EU plan for UK-French military merger inches closer

In September 2010 this blog explained to readers how plans for a Royal Navy aircraft carrier share with French Navy is nothing more than an element of a much bigger Tory idea dating back 14 years. We posed a question:

But what will be Cameron’s excuse when the deeply unpopular plan for the Royal Navy and French Navy to share aircraft carriers and integrate operations is confirmed?  After all, as EU Referendum reminds us, this is nothing more than the realisation of a long standing European military cooperation agreement signed by the Conservatives under John Major in 1996.

The Barclay Brother Beano, for reasons passing understanding, is still the Tories’ rag of choice.

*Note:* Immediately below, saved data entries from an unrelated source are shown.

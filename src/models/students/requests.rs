use serde::Deserialize;
use ts_rs::TS;

use super::Gender;

// 学生列表查询参数
#[derive(Debug, Clone, Default, Deserialize, TS)]
#[ts(export, export_to = "../frontend/src/types/generated/student.ts")]
pub struct StudentListQuery {
    /// 按姓名（不区分大小写）或 NISN 子串搜索
    pub search: Option<String>,
    pub class: Option<String>,
}

// 创建学生请求
#[derive(Debug, Deserialize, TS)]
#[ts(export, export_to = "../frontend/src/types/generated/student.ts")]
pub struct CreateStudentRequest {
    pub nisn: Option<String>,
    pub name: String,
    pub class: String,
    pub gender: Gender,
}

// 更新学生请求
#[derive(Debug, Deserialize, TS)]
#[ts(export, export_to = "../frontend/src/types/generated/student.ts")]
pub struct UpdateStudentRequest {
    pub nisn: Option<String>,
    pub name: String,
    pub class: String,
    pub gender: Gender,
}
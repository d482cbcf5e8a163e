use chrono::NaiveDate;
use serde::{Deserialize, Serialize};
use ts_rs::TS;

use crate::models::attendance::AttendanceStatus;
use crate::models::students::Student;

// 汇总加载状态
#[derive(Debug, Clone, Copy, Serialize, Deserialize, PartialEq, Eq, TS)]
#[serde(rename_all = "snake_case")]
#[ts(export, export_to = "../frontend/src/types/generated/recap.ts")]
pub enum LoadState {
    Idle,
    Loading,
    Ready,
    Empty,
}

// 汇总类型
#[derive(Debug, Clone, Copy, Serialize, Deserialize, PartialEq, Eq, Hash, TS)]
#[serde(rename_all = "snake_case")]
#[ts(export, export_to = "../frontend/src/types/generated/recap.ts")]
pub enum RecapKind {
    Attendance,
    Grades,
}

impl std::str::FromStr for RecapKind {
    type Err = String;

    fn from_str(s: &str) -> Result<Self, Self::Err> {
        match s {
            "attendance" => Ok(RecapKind::Attendance),
            "grades" => Ok(RecapKind::Grades),
            _ => Err(format!("Invalid recap kind: {s}")),
        }
    }
}

// 等级：>=85 A，>=70 B，>=60 C，其余 D
#[derive(Debug, Clone, Copy, Serialize, Deserialize, PartialEq, Eq, TS)]
#[ts(export, export_to = "../frontend/src/types/generated/recap.ts")]
pub enum LetterGrade {
    A,
    B,
    C,
    D,
}

impl LetterGrade {
    pub fn from_average(average: f64) -> Self {
        if average >= 85.0 {
            LetterGrade::A
        } else if average >= 70.0 {
            LetterGrade::B
        } else if average >= 60.0 {
            LetterGrade::C
        } else {
            LetterGrade::D
        }
    }

    pub fn as_str(&self) -> &'static str {
        match self {
            LetterGrade::A => "A",
            LetterGrade::B => "B",
            LetterGrade::C => "C",
            LetterGrade::D => "D",
        }
    }
}

#[derive(Debug, Clone, Serialize, PartialEq, TS)]
#[ts(export, export_to = "../frontend/src/types/generated/recap.ts")]
pub struct AttendanceRecapRow {
    pub student: Student,
    pub hadir: u32,
    pub izin: u32,
    pub sakit: u32,
    pub alpa: u32,
    pub total: u32,
    /// 仅在 total > 0 时存在
    pub percentage: Option<u32>,
    /// 与 dates 一一对应
    pub days: Vec<Option<AttendanceStatus>>,
}

#[derive(Debug, Clone, Default, Serialize, PartialEq, TS)]
#[ts(export, export_to = "../frontend/src/types/generated/recap.ts")]
pub struct AttendanceTotals {
    pub hadir: u32,
    pub izin: u32,
    pub sakit: u32,
    pub alpa: u32,
    pub total: u32,
    pub percentage: Option<u32>,
}

// 考勤汇总
#[derive(Debug, Clone, Serialize, PartialEq, TS)]
#[ts(export, export_to = "../frontend/src/types/generated/recap.ts")]
pub struct AttendanceRecap {
    pub dates: Vec<NaiveDate>,
    pub rows: Vec<AttendanceRecapRow>,
    pub totals: AttendanceTotals,
}

// 成绩列：同一天的不同评估各占一列
#[derive(Debug, Clone, Serialize, PartialEq, Eq, Hash, TS)]
#[ts(export, export_to = "../frontend/src/types/generated/recap.ts")]
pub struct GradeColumn {
    pub date: NaiveDate,
    pub name: String,
}

#[derive(Debug, Clone, Serialize, PartialEq, TS)]
#[ts(export, export_to = "../frontend/src/types/generated/recap.ts")]
pub struct GradeRecapRow {
    pub student: Student,
    /// 与 columns 一一对应
    pub cells: Vec<Option<f64>>,
    pub average: Option<f64>,
    pub letter: Option<LetterGrade>,
}

// 成绩汇总
#[derive(Debug, Clone, Serialize, PartialEq, TS)]
#[ts(export, export_to = "../frontend/src/types/generated/recap.ts")]
pub struct GradeRecap {
    pub columns: Vec<GradeColumn>,
    pub rows: Vec<GradeRecapRow>,
    pub column_averages: Vec<Option<f64>>,
    pub class_average: Option<f64>,
}
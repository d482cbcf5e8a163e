//! 首页概览

use actix_web::{HttpRequest, HttpResponse, Result as ActixResult};
use chrono::{Datelike, Local, NaiveDate};
use std::sync::Arc;

use crate::errors::Result;
use crate::models::dashboard::DashboardResponse;
use crate::models::schedules::day_name;
use crate::models::{ApiResponse, ErrorCode};
use crate::storage::Storage;

use super::attendance::build_attendance_sheet;
use super::{current_teacher_id, error_response};

/// 1 = 周一 … 7 = 周日
pub fn day_of_week(date: NaiveDate) -> i32 {
    date.weekday().number_from_monday() as i32
}

pub async fn load_dashboard(
    storage: &dyn Storage,
    teacher_id: i64,
    today: NaiveDate,
) -> Result<DashboardResponse> {
    let students = storage
        .list_students(teacher_id, Default::default())
        .await?;
    let records = storage.list_attendance_on(teacher_id, today).await?;
    let day = day_of_week(today);
    let schedule = storage.list_schedules_on_day(teacher_id, day).await?;

    let student_count = students.len() as u64;
    let sheet = build_attendance_sheet(today, None, students, records);

    Ok(DashboardResponse {
        student_count,
        today,
        day_name: day_name(day).to_string(),
        attendance: sheet.counts,
        attendance_filled: sheet.filled,
        schedule,
    })
}

pub struct DashboardService {
    storage: Option<Arc<dyn Storage>>,
}

impl DashboardService {
    pub fn new_lazy() -> Self {
        Self { storage: None }
    }

    pub(crate) fn get_storage(&self, request: &HttpRequest) -> Arc<dyn Storage> {
        match &self.storage {
            Some(storage) => storage.clone(),
            None => super::storage_from_request(request),
        }
    }

    pub async fn overview(&self, request: &HttpRequest) -> ActixResult<HttpResponse> {
        let teacher_id = match current_teacher_id(request) {
            Ok(id) => id,
            Err(response) => return Ok(response),
        };
        let storage = self.get_storage(request);
        let today = Local::now().date_naive();

        match load_dashboard(storage.as_ref(), teacher_id, today).await {
            Ok(overview) => Ok(HttpResponse::Ok().json(ApiResponse::success(
                overview,
                "Dashboard retrieved successfully",
            ))),
            Err(e) => Ok(error_response(&e, ErrorCode::InternalServerError)),
        }
    }
}

#[cfg(test)]
mod tests {
    use super::*;

    #[test]
    fn test_day_of_week() {
        // 2024-01-01 是周一
        assert_eq!(day_of_week(NaiveDate::from_ymd_opt(2024, 1, 1).unwrap()), 1);
        assert_eq!(day_of_week(NaiveDate::from_ymd_opt(2024, 1, 7).unwrap()), 7);
        assert_eq!(day_name(day_of_week(NaiveDate::from_ymd_opt(2024, 1, 5).unwrap())), "Jumat");
    }
}
use actix_web::{HttpRequest, HttpResponse, Result as ActixResult, web};
use once_cell::sync::Lazy;

use crate::middlewares;
use crate::models::attendance::AttendanceSheetQuery;
use crate::models::grades::GradeSheetQuery;
use crate::models::recap::{AttendanceRecapQuery, GradeRecapQuery};
use crate::services::ReportService;

static REPORT_SERVICE: Lazy<ReportService> = Lazy::new(ReportService::new_lazy);

pub async fn attendance_sheet(
    req: HttpRequest,
    query: web::Query<AttendanceSheetQuery>,
) -> ActixResult<HttpResponse> {
    REPORT_SERVICE
        .attendance_sheet(&req, query.into_inner())
        .await
}

pub async fn grade_sheet(
    req: HttpRequest,
    query: web::Query<GradeSheetQuery>,
) -> ActixResult<HttpResponse> {
    REPORT_SERVICE.grade_sheet(&req, query.into_inner()).await
}

pub async fn attendance_recap(
    req: HttpRequest,
    query: web::Query<AttendanceRecapQuery>,
) -> ActixResult<HttpResponse> {
    REPORT_SERVICE
        .attendance_recap(&req, query.into_inner())
        .await
}

pub async fn grade_recap(
    req: HttpRequest,
    query: web::Query<GradeRecapQuery>,
) -> ActixResult<HttpResponse> {
    REPORT_SERVICE.grade_recap(&req, query.into_inner()).await
}

pub fn configure_reports_routes(cfg: &mut web::ServiceConfig) {
    cfg.service(
        web::scope("/api/v1/reports")
            .wrap(middlewares::RequireJWT)
            .route("/attendance-sheet", web::get().to(attendance_sheet))
            .route("/grade-sheet", web::get().to(grade_sheet))
            .route("/attendance-recap", web::get().to(attendance_recap))
            .route("/grade-recap", web::get().to(grade_recap)),
    );
}
pub mod shutdown;
pub mod startup;
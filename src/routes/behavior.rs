use actix_web::{HttpRequest, HttpResponse, Result as ActixResult, web};
use once_cell::sync::Lazy;

use crate::middlewares;
use crate::models::behavior::{BehaviorListQuery, CreateBehaviorRequest};
use crate::services::BehaviorService;
use crate::utils::SafeIDI64;

static BEHAVIOR_SERVICE: Lazy<BehaviorService> = Lazy::new(BehaviorService::new_lazy);

pub async fn list_logs(
    req: HttpRequest,
    query: web::Query<BehaviorListQuery>,
) -> ActixResult<HttpResponse> {
    BEHAVIOR_SERVICE.list_logs(&req, query.into_inner()).await
}

pub async fn create_log(
    req: HttpRequest,
    log_data: web::Json<CreateBehaviorRequest>,
) -> ActixResult<HttpResponse> {
    BEHAVIOR_SERVICE.create_log(&req, log_data.into_inner()).await
}

pub async fn delete_log(req: HttpRequest, log_id: SafeIDI64) -> ActixResult<HttpResponse> {
    BEHAVIOR_SERVICE.delete_log(&req, log_id.0).await
}

pub fn configure_behavior_routes(cfg: &mut web::ServiceConfig) {
    cfg.service(
        web::scope("/api/v1/behavior")
            .wrap(middlewares::RequireJWT)
            .route("", web::get().to(list_logs))
            .route("", web::post().to(create_log))
            .route("/{id}", web::delete().to(delete_log)),
    );
}
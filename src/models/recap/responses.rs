use serde::Serialize;
use ts_rs::TS;

use super::LoadState;

// 一次汇总加载的结果
#[derive(Debug, Clone, Serialize, TS)]
#[ts(export, export_to = "../frontend/src/types/generated/recap.ts")]
pub struct RecapResponse<T: TS> {
    pub token: u64,
    /// 加载期间已有更新的请求，本结果未写入槽位
    pub superseded: bool,
    pub state: LoadState,
    pub recap: Option<T>,
}

// 槽位当前内容
#[derive(Debug, Clone, Serialize, TS)]
#[ts(export, export_to = "../frontend/src/types/generated/recap.ts")]
pub struct LoadSlotResponse<T: TS> {
    pub token: u64,
    pub state: LoadState,
    pub recap: Option<T>,
}
pub mod extractor;
pub mod jwt;
pub mod parameter_error_handler;
pub mod password;
pub mod validate;

pub use extractor::{SafeIDI64, SafeJobId, SafeRecapKind};
pub use parameter_error_handler::json_error_handler;
pub use parameter_error_handler::query_error_handler;
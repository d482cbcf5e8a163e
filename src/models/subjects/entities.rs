use serde::{Deserialize, Serialize};
use ts_rs::TS;

// 科目
#[derive(Debug, Clone, Serialize, Deserialize, PartialEq, TS)]
#[ts(export, export_to = "../frontend/src/types/generated/subject.ts")]
pub struct Subject {
    pub id: i64,
    #[ts(skip)]
    #[serde(skip_serializing, default)]
    pub teacher_id: i64,
    pub name: String,
    pub created_at: chrono::DateTime<chrono::Utc>,
}

// 科目列表项；来自课程表的科目没有 id
#[derive(Debug, Clone, Serialize, PartialEq, Eq, TS)]
#[ts(export, export_to = "../frontend/src/types/generated/subject.ts")]
pub struct SubjectItem {
    pub id: Option<i64>,
    pub name: String,
}
use actix_cors::Cors;
use actix_web::middleware::{Compress, DefaultHeaders};
use actix_web::{App, HttpServer, web};
use dotenv::dotenv;
use human_panic::setup_panic;
use tracing::{debug, warn};

// 从 lib.rs 导入模块
use rust_classroom::config::AppConfig;
use rust_classroom::routes;
use rust_classroom::runtime::lifetime;
use rust_classroom::utils::{json_error_handler, query_error_handler};

#[actix_web::main]
async fn main() -> std::io::Result<()> {
    dotenv().ok();

    // 记录程序启动时间
    let started_at = chrono::Utc::now();

    // 启动前预处理 //

    // 初始化配置
    setup_panic!();
    AppConfig::init().expect("Failed to initialize configuration");
    let config = AppConfig::get();

    // 初始化日志
    let stdout_log = std::io::stdout();
    let (non_blocking_writer, _guard) = tracing_appender::non_blocking(stdout_log);
    let filter = tracing_subscriber::EnvFilter::new(&config.app.log_level);
    let tracing_format = tracing_subscriber::fmt::format()
        .with_level(true)
        .with_ansi(true);

    let tracing_builder = tracing_subscriber::fmt()
        .with_env_filter(filter)
        .with_writer(non_blocking_writer)
        .event_format(tracing_format);

    if config.is_development() {
        tracing_builder
            .with_file(true)
            .with_line_number(true)
            .init();
    } else {
        tracing_builder.json().init();
    }

    // 打印信息
    warn!(
        "Starting pre-startup processing...
        Project: {}
        Version: {}
        Authors: {}",
        env!("CARGO_PKG_NAME"),
        env!("CARGO_PKG_VERSION"),
        env!("CARGO_PKG_AUTHORS")
    );

    let startup = lifetime::startup::prepare_server_startup().await;

    let storage = startup.storage.clone();
    let cache = startup.cache.clone();

    // 输出预处理时间
    debug!(
        "Pre-startup processing completed in {} ms",
        chrono::Utc::now()
            .signed_duration_since(started_at)
            .num_milliseconds()
    );

    // 预处理完成 //

    warn!("Using {} CPU cores for the server", config.server.workers);

    // Start the HTTP server
    let server = HttpServer::new(move || {
        App::new()
            .wrap(build_cors(config))
            .wrap(Compress::default())
            .wrap(
                DefaultHeaders::new()
                    .add(("Connection", "keep-alive"))
                    .add((
                        "Keep-Alive",
                        format!("timeout={}, max=1000", config.server.timeouts.keep_alive),
                    ))
                    .add(("Cache-Control", "no-cache, no-store, must-revalidate")),
            )
            .app_data(web::QueryConfig::default().error_handler(query_error_handler)) // 设置查询参数错误处理器
            .app_data(web::JsonConfig::default().error_handler(json_error_handler)) // 设置JSON错误处理器
            .app_data(web::Data::new(storage.clone()))
            .app_data(web::Data::new(cache.clone()))
            .app_data(web::PayloadConfig::new(
                config.server.limits.max_payload_size,
            )) // 设置最大请求体大小
            .configure(routes::configure_auth_routes) // 认证与教师资料
            .configure(routes::configure_students_routes) // 学生名册与 CSV 导入
            .configure(routes::configure_attendance_routes) // 考勤
            .configure(routes::configure_grades_routes) // 成绩
            .configure(routes::configure_recap_routes) // 汇总
            .configure(routes::configure_behavior_routes) // 行为记录
            .configure(routes::configure_schedules_routes) // 课程表
            .configure(routes::configure_subjects_routes) // 科目
            .configure(routes::configure_dashboard_routes) // 首页概览
            .configure(routes::configure_reports_routes) // 报表导出
    })
    .keep_alive(std::time::Duration::from_secs(
        config.server.timeouts.keep_alive,
    )) // 启用长连接
    .client_request_timeout(std::time::Duration::from_millis(
        config.server.timeouts.client_request,
    )) // 客户端超时
    .client_disconnect_timeout(std::time::Duration::from_millis(
        config.server.timeouts.client_disconnect,
    )) // 断连超时
    .workers(config.server.workers);

    let server = {
        #[cfg(unix)]
        {
            if let Some(socket_path) = config.unix_socket_path() {
                warn!("Starting server on Unix socket: {}", socket_path);
                if std::path::Path::new(socket_path).exists() {
                    std::fs::remove_file(socket_path)?;
                }
                Some(server.bind_uds(socket_path)?)
            } else {
                let bind_address = config.server_bind_address();
                warn!("Starting server at http://{}", bind_address);
                Some(server.bind(bind_address)?)
            }
        }

        #[cfg(not(unix))]
        {
            let bind_address = config.server_bind_address();
            warn!("Starting server at http://{}", bind_address);
            Some(server.bind(bind_address)?)
        }
    }
    .expect("Server binding failed")
    .run();

    tokio::select! {
        res = server => {
            res?;
        }
        _ = lifetime::shutdown::listen_for_shutdown() => {
            warn!("Graceful shutdown: all tasks completed");
        }
    }

    Ok(())
}

/// 按配置构建 CORS，`*` 表示不限制
fn build_cors(config: &AppConfig) -> Cors {
    let cors = &config.cors;
    let mut builder = Cors::default().max_age(cors.max_age);

    if cors.allowed_origins.iter().any(|o| o == "*") {
        builder = builder.allow_any_origin();
    } else {
        for origin in &cors.allowed_origins {
            builder = builder.allowed_origin(origin);
        }
    }

    if cors.allowed_methods.iter().any(|m| m == "*") {
        builder = builder.allow_any_method();
    } else {
        builder = builder.allowed_methods(cors.allowed_methods.iter().map(String::as_str));
    }

    if cors.allowed_headers.iter().any(|h| h == "*") {
        builder.allow_any_header()
    } else {
        builder.allowed_headers(cors.allowed_headers.iter().map(String::as_str))
    }
}
//! Classroom - 教师课堂管理后端服务
//!
//! 基于 Actix Web 构建，覆盖学生名册、CSV 导入、考勤、成绩、汇总与报表。
//!
//! # 架构
//! - `cache`: 会话缓存（Moka）
//! - `config`: 配置管理
//! - `entity`: SeaORM 数据库实体
//! - `errors`: 统一错误处理
//! - `middlewares`: 认证授权中间件
//! - `models`: 数据模型定义
//! - `routes`: API 路由层
//! - `runtime`: 运行时生命周期管理
//! - `services`: 业务逻辑层
//! - `storage`: 数据存储层（SeaORM）
//! - `utils`: 工具函数

pub mod cache;
pub mod config;
pub mod entity;
pub mod errors;
pub mod middlewares;
pub mod models;
pub mod routes;
pub mod runtime;
pub mod services;
pub mod storage;
pub mod utils;
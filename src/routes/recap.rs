use actix_web::{HttpRequest, HttpResponse, Result as ActixResult, web};
use once_cell::sync::Lazy;

use crate::middlewares;
use crate::models::recap::{AttendanceRecapQuery, GradeRecapQuery};
use crate::services::RecapService;
use crate::utils::SafeRecapKind;

// 槽位状态保存在服务实例中
static RECAP_SERVICE: Lazy<RecapService> = Lazy::new(RecapService::new_lazy);

pub async fn attendance_recap(
    req: HttpRequest,
    query: web::Query<AttendanceRecapQuery>,
) -> ActixResult<HttpResponse> {
    RECAP_SERVICE.attendance(query.into_inner(), &req).await
}

pub async fn grade_recap(
    req: HttpRequest,
    query: web::Query<GradeRecapQuery>,
) -> ActixResult<HttpResponse> {
    RECAP_SERVICE.grades(query.into_inner(), &req).await
}

pub async fn latest(req: HttpRequest, kind: SafeRecapKind) -> ActixResult<HttpResponse> {
    RECAP_SERVICE.latest(kind.0, &req).await
}

pub fn configure_recap_routes(cfg: &mut web::ServiceConfig) {
    cfg.service(
        web::scope("/api/v1/recap")
            .wrap(middlewares::RequireJWT)
            .route("/attendance", web::get().to(attendance_recap))
            .route("/grades", web::get().to(grade_recap))
            .route("/{kind}/latest", web::get().to(latest)),
    );
}
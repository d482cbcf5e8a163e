pub mod require_jwt;

pub use require_jwt::{RequireJWT, SessionToken};
//! 考勤实体

use sea_orm::entity::prelude::*;

#[derive(Clone, Debug, PartialEq, DeriveEntityModel)]
#[sea_orm(table_name = "attendance")]
pub struct Model {
    #[sea_orm(primary_key)]
    pub id: i64,
    pub student_id: i64,
    pub date: Date,
    pub status: String,
    #[sea_orm(column_type = "Text", nullable)]
    pub notes: Option<String>,
    pub updated_at: i64,
}

#[derive(Copy, Clone, Debug, EnumIter, DeriveRelation)]
pub enum Relation {
    #[sea_orm(
        belongs_to = "super::students::Entity",
        from = "Column::StudentId",
        to = "super::students::Column::Id"
    )]
    Student,
}

impl Related<super::students::Entity> for Entity {
    fn to() -> RelationDef {
        Relation::Student.def()
    }
}

impl ActiveModelBehavior for ActiveModel {}

impl Model {
    pub fn into_record(self) -> crate::models::attendance::AttendanceRecord {
        use crate::models::attendance::{AttendanceRecord, AttendanceStatus};

        AttendanceRecord {
            id: self.id,
            student_id: self.student_id,
            date: self.date,
            status: self
                .status
                .parse::<AttendanceStatus>()
                .unwrap_or(AttendanceStatus::Absent),
            notes: self.notes,
        }
    }
}
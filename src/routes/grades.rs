use actix_web::{HttpRequest, HttpResponse, Result as ActixResult, web};
use once_cell::sync::Lazy;

use crate::middlewares;
use crate::models::grades::{GradeSheetQuery, SaveGradesRequest};
use crate::services::GradeService;

static GRADE_SERVICE: Lazy<GradeService> = Lazy::new(GradeService::new_lazy);

pub async fn get_sheet(
    req: HttpRequest,
    query: web::Query<GradeSheetQuery>,
) -> ActixResult<HttpResponse> {
    GRADE_SERVICE.get_sheet(&req, query.into_inner()).await
}

pub async fn save_grades(
    req: HttpRequest,
    save_data: web::Json<SaveGradesRequest>,
) -> ActixResult<HttpResponse> {
    GRADE_SERVICE.save(&req, save_data.into_inner()).await
}

pub fn configure_grades_routes(cfg: &mut web::ServiceConfig) {
    cfg.service(
        web::scope("/api/v1/grades")
            .wrap(middlewares::RequireJWT)
            .route("", web::get().to(get_sheet))
            .route("", web::put().to(save_grades)),
    );
}
pub mod attendance;
pub mod auth;
pub mod behavior;
pub mod common;
pub mod dashboard;
pub mod grades;
pub mod imports;
pub mod recap;
pub mod schedules;
pub mod students;
pub mod subjects;
pub mod teachers;

pub use common::{ApiResponse, ErrorCode};

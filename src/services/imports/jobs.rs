//! 后台导入任务登记表

use chrono::{DateTime, Duration, Utc};
use dashmap::DashMap;
use uuid::Uuid;

use crate::models::imports::{ImportJobStatus, ImportPlan, ImportProgressResponse, ImportTally};

// 已完成任务保留时长
const FINISHED_JOB_RETENTION_MINUTES: i64 = 60;

#[derive(Debug, Clone)]
struct ImportJob {
    teacher_id: i64,
    plan: ImportPlan,
    tally: ImportTally,
    status: ImportJobStatus,
    started_at: DateTime<Utc>,
    finished_at: Option<DateTime<Utc>>,
}

#[derive(Debug, Default)]
pub struct ImportJobs {
    jobs: DashMap<Uuid, ImportJob>,
}

impl ImportJobs {
    pub fn new() -> Self {
        Self::default()
    }

    /// 登记新任务，顺带清理过期的已完成任务
    pub fn start(&self, teacher_id: i64, plan: ImportPlan) -> Uuid {
        self.prune(Utc::now());

        let job_id = Uuid::new_v4();
        self.jobs.insert(
            job_id,
            ImportJob {
                teacher_id,
                plan,
                tally: ImportTally::default(),
                status: ImportJobStatus::Running,
                started_at: Utc::now(),
                finished_at: None,
            },
        );
        job_id
    }

    pub fn record(&self, job_id: Uuid, tally: ImportTally) {
        if let Some(mut job) = self.jobs.get_mut(&job_id) {
            job.tally = tally;
        }
    }

    pub fn finish(&self, job_id: Uuid, tally: ImportTally) {
        if let Some(mut job) = self.jobs.get_mut(&job_id) {
            job.tally = tally;
            job.status = ImportJobStatus::Done;
            job.finished_at = Some(Utc::now());
        }
    }

    /// 只有发起导入的教师可见
    pub fn snapshot(&self, job_id: Uuid, teacher_id: i64) -> Option<ImportProgressResponse> {
        let job = self.jobs.get(&job_id)?;
        if job.teacher_id != teacher_id {
            return None;
        }
        Some(ImportProgressResponse {
            job_id: job_id.to_string(),
            status: job.status,
            plan: job.plan,
            tally: job.tally,
            started_at: job.started_at,
            finished_at: job.finished_at,
        })
    }

    fn prune(&self, now: DateTime<Utc>) {
        let retention = Duration::minutes(FINISHED_JOB_RETENTION_MINUTES);
        self.jobs
            .retain(|_, job| job.finished_at.is_none_or(|finished| now - finished < retention));
    }
}

#[cfg(test)]
mod tests {
    use super::*;

    #[test]
    fn test_job_lifecycle() {
        let jobs = ImportJobs::new();
        let plan = ImportPlan {
            insert: 3,
            update: 1,
        };
        let id = jobs.start(7, plan);

        let snapshot = jobs.snapshot(id, 7).unwrap();
        assert_eq!(snapshot.status, ImportJobStatus::Running);
        assert_eq!(snapshot.plan, plan);
        assert!(snapshot.finished_at.is_none());

        let tally = ImportTally {
            inserted: 3,
            updated: 1,
            failed: 0,
            progress: 100,
        };
        jobs.record(id, ImportTally { progress: 70, ..tally });
        assert_eq!(jobs.snapshot(id, 7).unwrap().tally.progress, 70);

        jobs.finish(id, tally);
        let snapshot = jobs.snapshot(id, 7).unwrap();
        assert_eq!(snapshot.status, ImportJobStatus::Done);
        assert_eq!(snapshot.tally, tally);
        assert!(snapshot.finished_at.is_some());
    }

    #[test]
    fn test_job_hidden_from_other_teachers() {
        let jobs = ImportJobs::new();
        let id = jobs.start(1, ImportPlan::default());
        assert!(jobs.snapshot(id, 2).is_none());
        assert!(jobs.snapshot(Uuid::new_v4(), 1).is_none());
    }

    #[test]
    fn test_prune_keeps_running_jobs() {
        let jobs = ImportJobs::new();
        let running = jobs.start(1, ImportPlan::default());
        let done = jobs.start(1, ImportPlan::default());
        jobs.finish(done, ImportTally::default());

        jobs.prune(Utc::now() + Duration::minutes(FINISHED_JOB_RETENTION_MINUTES + 1));

        assert!(jobs.snapshot(running, 1).is_some());
        assert!(jobs.snapshot(done, 1).is_none());
    }
}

And it is there that the latest instalment in the drip feed of confirmation has been positioned…

(Note the date of the piece – 6 June – a typo error, or carefully timed release to fit with an announcement that has gone pear shaped?)

It has long been the EU’s plan for the UK and France to share military hardware in this way.  The article is a measure of the contempt in which the political class treats us, and an underlining of the ignorance/complicity of a fawning media that props up this worthless parasites.

What we are seeing is the end game, the execution of a long standing plan to bring about interdependence between the UK and French armed forces, which means Britain’s capability to undertake unilateral military operations will no longer exist.  We can only act militarily with the permission and active cooperation of others. The next stage will be the gradual assimilation of other elements of armed forces from other EU member states, operating under the blue banner and gold stars of the EU, giving Brussels its dream of a military capability under a unified command structure taking orders from the unelected and unaccountable mandarins who rule over us.

All this has been planned and delivered, hidden in plain sight of the electorate and the media, yet even now many in the media are still unable or unwilling to connect the dots and explain to our population what our political class has done. They are sickening quislings to a man and a woman.

24 Responses to “EU plan for UK-French military merger inches closer”


  1. 1 Delphius 04/06/2011 at 12:10 am

    This is a very dangerous game our political elite are playing.

    Just suppose things get a bit lairy in Europe again and one country decides it wants to do like the Germans did and take over.

    With such a hamstrung armed forces structure, who would be able to stop them?

    Without the ability to act unilaterally, how would be be able to reprise our 20th century role as the bastions against armed aggression?

    Its less likely that Germany would kick off again, but just think what would happen if Russia decided it would like to conquer Europe? Several countries are already dependent on Russian gas supplies and could so easily be blackmailed into acquiescence. The rest wouldn’t be able to mount much of a military defence.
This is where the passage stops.